Segment Start: DATA PROVIDED
use std::num::NonZeroUsize;

/// Client-side pagination over an owned list. Pages are 1-based and
/// `next`/`prev` wrap around instead of stopping at the ends.
#[derive(Debug, Clone)]
pub struct Pager<T> {
    items: Vec<T>,
    page_size: NonZeroUsize,
    current: usize,
}

impl<T> Pager<T> {
    pub fn new(items: Vec<T>, page_size: NonZeroUsize) -> Self {
        Self {
            items,
            page_size,
            current: 1,
        }
    }

    pub fn items(&self) -> &[T] {
        &self.items
    }

    pub fn page_size(&self) -> usize {
        self.page_size.get()
    }

    /// `0` for an empty list.
    pub fn total_pages(&self) -> usize {
        self.items.len().div_ceil(self.page_size.get())
    }

    pub fn current_page(&self) -> usize {
        self.current
    }

    /// Items `[(n-1)*size, n*size)`, clipped to the list; empty when out of range.
    pub fn page(&self, n: usize) -> &[T] {
        let size = self.page_size.get();
        let Some(start) = n.checked_sub(1).and_then(|index| index.checked_mul(size)) else {
            return &[];
        };
        if start >= self.items.len() {
            return &[];
        }
        let end = start.saturating_add(size).min(self.items.len());
        &self.items[start..end]
    }

    pub fn current(&self) -> &[T] {
        self.page(self.current)
    }

    pub fn next(&mut self) -> &[T] {
        let total = self.total_pages();
        self.current = if total == 0 || self.current >= total {
            1
        } else {
            self.current + 1
        };
        self.current()
    }

    pub fn prev(&mut self) -> &[T] {
        let total = self.total_pages();
        self.current = if total == 0 {
            1
        } else if self.current > 1 {
            self.current - 1
        } else {
            total
        };
        self.current()
    }

    /// Jumps to page `n`, clamped into the valid range.
    pub fn go_to(&mut self, n: usize) -> &[T] {
        self.current = n.clamp(1, self.total_pages().max(1));
        self.current()
    }
}

#[cfg(test)]
#[path = "tests/pager_tests.rs"]
mod tests;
Segment End: DATA PROVIDED
- [EXERCISE BRIEF]: Retype only this portion of the data above: the line containing "self.current = if total == 0 ||", the line containing "else if self.current", and all lines between them, exactly.

- [ANSWER FOR THIS EXERCISE]:
        self.current = if total == 0 || self.current >= total {
            1
        } else {
            self.current + 1
        };
        self.current()
    }

    pub fn prev(&mut self) -> &[T] {
        let total = self.total_pages();
        self.current = if total == 0 {
            1
        } else if self.current > 1 {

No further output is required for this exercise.